Other challenges include sensory sensitivities and social overload from the high level of interaction required in the workplace. I can’t “filter out” background sounds in the same way neurotypical people can, so I can be distracted by a phone conversation occurring four or more desks away in a shared office space, or notice the sound of every keyboard tap by someone typing nearby (if this becomes an issue I usually deal with it by wearing headphones). I deal with social overload by eating my lunch alone, and reading or watching something on my iPad, which gives me a short break in the middle of the day, in an approximation of “alone time”. I’ve explained this to the other graduates, who usually eat together – because, again, I don’t want to seem rude!
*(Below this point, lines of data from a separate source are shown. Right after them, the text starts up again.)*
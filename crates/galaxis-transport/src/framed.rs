//! Header-then-payload framing over an async byte stream.

use std::fmt;

use bytes::{Buf, BytesMut};
use galaxis_protocol::{Envelope, HEADER_LEN, Header, ProtocolLimits};
use tokio::io::{AsyncRead, AsyncReadExt, AsyncWrite, AsyncWriteExt, ReadHalf, WriteHalf};
use tokio::sync::Mutex;

use crate::{Connection, ConnectionId, Result, TransportError};

const INITIAL_READ_CAPACITY: usize = 8 * 1024;

struct Reader<S> {
    half: ReadHalf<S>,
    buf: BytesMut,
}

/// An envelope connection over any tokio byte stream.
///
/// The read and write halves are locked separately, so a pending
/// [`recv`](Self::recv) never blocks a [`send`](Self::send).
///
/// `recv` is cancel-safe: bytes read before a cancellation stay buffered
/// and the next call picks up where the last one stopped. `send` is not;
/// a cancelled send may leave half a frame on the wire.
pub struct FramedConnection<S> {
    id: ConnectionId,
    limits: ProtocolLimits,
    reader: Mutex<Reader<S>>,
    writer: Mutex<WriteHalf<S>>,
}

impl<S> FramedConnection<S>
where
    S: AsyncRead + AsyncWrite,
{
    /// Wraps `stream`. Incoming headers are checked against `limits`
    /// before any payload memory is reserved.
    pub fn new(stream: S, limits: ProtocolLimits) -> Self {
        let (read, write) = tokio::io::split(stream);
        Self {
            id: ConnectionId::next(),
            limits,
            reader: Mutex::new(Reader {
                half: read,
                buf: BytesMut::with_capacity(INITIAL_READ_CAPACITY),
            }),
            writer: Mutex::new(write),
        }
    }

    pub fn limits(&self) -> &ProtocolLimits {
        &self.limits
    }

    /// Writes `envelope` as one frame and flushes the stream.
    ///
    /// Envelopes larger than the connection's own limit are refused with
    /// [`TransportError::PayloadTooLarge`] before anything is written, so
    /// this end never emits a frame it would reject itself.
    pub async fn send(&self, envelope: &Envelope) -> Result<()> {
        let len = envelope.payload_len();
        if len > self.limits.max_payload_len {
            return Err(TransportError::PayloadTooLarge {
                len,
                max: self.limits.max_payload_len,
            });
        }
        let header = Header::of(envelope)
            .to_bytes()
            .map_err(|_| TransportError::PayloadTooLarge {
                len,
                max: i32::MAX as usize,
            })?;

        let mut writer = self.writer.lock().await;
        writer.write_all(&header).await?;
        writer.write_all(envelope.payload()).await?;
        writer.flush().await?;

        tracing::debug!(
            conn = %self.id,
            kind = %envelope.kind(),
            receiver = %envelope.receiver(),
            len,
            "sent envelope"
        );
        Ok(())
    }

    /// Reads the next envelope.
    ///
    /// Returns `Ok(None)` on a clean close between frames. A close in the
    /// middle of a frame is [`TransportError::Closed`]; a malformed header
    /// is [`TransportError::Protocol`]. After either error the stream is
    /// out of sync and the connection should be dropped.
    pub async fn recv(&self) -> Result<Option<Envelope>> {
        let mut reader = self.reader.lock().await;
        let Reader { half, buf } = &mut *reader;

        loop {
            match parse_frame(buf, &self.limits) {
                Ok(Some(envelope)) => {
                    tracing::debug!(
                        conn = %self.id,
                        kind = %envelope.kind(),
                        sender = %envelope.sender(),
                        len = envelope.payload_len(),
                        "received envelope"
                    );
                    return Ok(Some(envelope));
                }
                Ok(None) => {}
                Err(e) => {
                    tracing::warn!(conn = %self.id, error = %e, "malformed frame header");
                    return Err(e);
                }
            }

            if half.read_buf(buf).await? == 0 {
                if buf.is_empty() {
                    tracing::trace!(conn = %self.id, "peer closed between frames");
                    return Ok(None);
                }
                return Err(TransportError::Closed {
                    buffered: buf.len(),
                });
            }
        }
    }

    /// Shuts down the write half. The peer sees a clean close once it has
    /// read every frame sent before this.
    pub async fn close(&self) -> Result<()> {
        self.writer.lock().await.shutdown().await?;
        Ok(())
    }

    pub fn id(&self) -> ConnectionId {
        self.id
    }

    /// Returns the underlying stream. Bytes already read but not yet
    /// returned as an envelope are discarded.
    pub fn into_inner(self) -> S
    where
        S: Unpin,
    {
        let reader = self.reader.into_inner();
        reader.half.unsplit(self.writer.into_inner())
    }
}

/// Splits one complete frame off the front of `buf`.
///
/// The header is validated as soon as its 20 bytes are present, which is
/// what keeps a hostile length from growing the buffer.
fn parse_frame(buf: &mut BytesMut, limits: &ProtocolLimits) -> Result<Option<Envelope>> {
    if buf.len() < HEADER_LEN {
        return Ok(None);
    }
    let header = Header::from_bytes(&buf[..HEADER_LEN], limits)?;

    let frame_len = HEADER_LEN + header.payload_len;
    if buf.len() < frame_len {
        buf.reserve(frame_len - buf.len());
        return Ok(None);
    }

    buf.advance(HEADER_LEN);
    let payload = buf.split_to(header.payload_len);
    let mut envelope = Envelope::from_header(&header);
    envelope.payload_mut().copy_from_slice(&payload);
    Ok(Some(envelope))
}

impl<S> Connection for FramedConnection<S>
where
    S: AsyncRead + AsyncWrite + Send + 'static,
{
    async fn send(&self, envelope: &Envelope) -> Result<()> {
        FramedConnection::send(self, envelope).await
    }

    async fn recv(&self) -> Result<Option<Envelope>> {
        FramedConnection::recv(self).await
    }

    async fn close(&self) -> Result<()> {
        FramedConnection::close(self).await
    }

    fn id(&self) -> ConnectionId {
        self.id
    }
}

impl<S> fmt::Debug for FramedConnection<S> {
    fn fmt(&self, f: &mut fmt::Formatter<'_>) -> fmt::Result {
        f.debug_struct("FramedConnection")
            .field("id", &self.id)
            .field("limits", &self.limits)
            .finish_non_exhaustive()
    }
}

#[cfg(test)]
mod tests {
    use super::*;
    use galaxis_protocol::{HeaderFault, ProtocolError, build, PlayerId};

    fn frame(envelope: &Envelope) -> Vec<u8> {
        let mut bytes = Header::of(envelope).to_bytes().unwrap().to_vec();
        bytes.extend_from_slice(envelope.payload());
        bytes
    }

    #[test]
    fn test_parse_waits_for_full_header() {
        let bytes = frame(&build::chat(PlayerId(1), "hi"));
        let mut buf = BytesMut::from(&bytes[..HEADER_LEN - 1]);
        assert!(parse_frame(&mut buf, &ProtocolLimits::default()).unwrap().is_none());
        assert_eq!(buf.len(), HEADER_LEN - 1);
    }

    #[test]
    fn test_parse_reserves_for_announced_payload() {
        let env = build::debug(PlayerId(1), PlayerId(2), &"z".repeat(100));
        let bytes = frame(&env);
        let mut buf = BytesMut::from(&bytes[..HEADER_LEN + 10]);
        assert!(parse_frame(&mut buf, &ProtocolLimits::default()).unwrap().is_none());
        assert!(buf.capacity() >= HEADER_LEN + 100);
    }

    #[test]
    fn test_parse_splits_back_to_back_frames() {
        let first = build::chat(PlayerId(1), "one");
        let second = build::request_new_object_id(PlayerId(2));
        let mut buf = BytesMut::from(&frame(&first)[..]);
        buf.extend_from_slice(&frame(&second));

        let limits = ProtocolLimits::default();
        assert_eq!(parse_frame(&mut buf, &limits).unwrap(), Some(first));
        assert_eq!(parse_frame(&mut buf, &limits).unwrap(), Some(second));
        assert!(buf.is_empty());
    }

    #[test]
    fn test_parse_rejects_oversized_header_without_reserving() {
        let limits = ProtocolLimits {
            max_payload_len: 16,
            ..ProtocolLimits::default()
        };
        let mut bytes = frame(&build::chat(PlayerId(1), ""));
        bytes[16..20].copy_from_slice(&1_000_000i32.to_be_bytes());
        let mut buf = BytesMut::from(&bytes[..]);
        let before = buf.capacity();

        let err = parse_frame(&mut buf, &limits).unwrap_err();
        assert!(matches!(
            err,
            TransportError::Protocol(ProtocolError::HeaderMalformed(
                HeaderFault::LengthExceedsLimit { len: 1_000_000, max: 16 }
            ))
        ));
        assert_eq!(buf.capacity(), before);
    }
}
6. If there was one thing that Siemens could do to make your time at work easier, what would it be?
With flexible working, championing diversity and the recent focus on creating an autism friendly workplace, this is already one of the best places I’ve worked in terms of feeling supported as an autistic employee. I think the main thing that makes my life easier is awareness, so I would just ask for the continuation of this information campaign – increasing knowledge about the benefits, as well as the drawbacks, of autism in the workplace. The more that people know about autism, the less I have to worry that they’ll doubt my ability to do my job – just because my contributions to spontaneous conversations can sound stilted and awkward, it doesn’t mean that’s how I’ll come across in meetings or presentations when I’ve had time to prepare and know what’s expected of me!
7. If there was one thing that you would like other people to know or do differently, which would have a positive impact on you, what would it be?
Remember that there are a lot of benefits to having autism as well as the difficulties – it can be disheartening if I only hear people talking about how hard it must be to be autistic, or how hard it is to raise autistic children. Having autism is an impairment, but my disability is caused by the world not being set up to accommodate autistic peoples’ needs, not from the fact that I think differently.
If you’ve only ever heard about the negative aspects of autism, do some research online or talk to an autistic person about what positive traits they have from their autism, and any ways they think their autism is helpful – either in their day to day lives, work/study/volunteering, talents, or hobbies. The answers may surprise you! The common stereotype is that autistic people can be very good at science or maths, or at remembering facts – but some autistic people are incredible artists, musicians and actors, if their special interests lie in a more creative field. Their ability to focus for long periods of time combined with their passion for what they do can lead to some incredible pieces of artwork.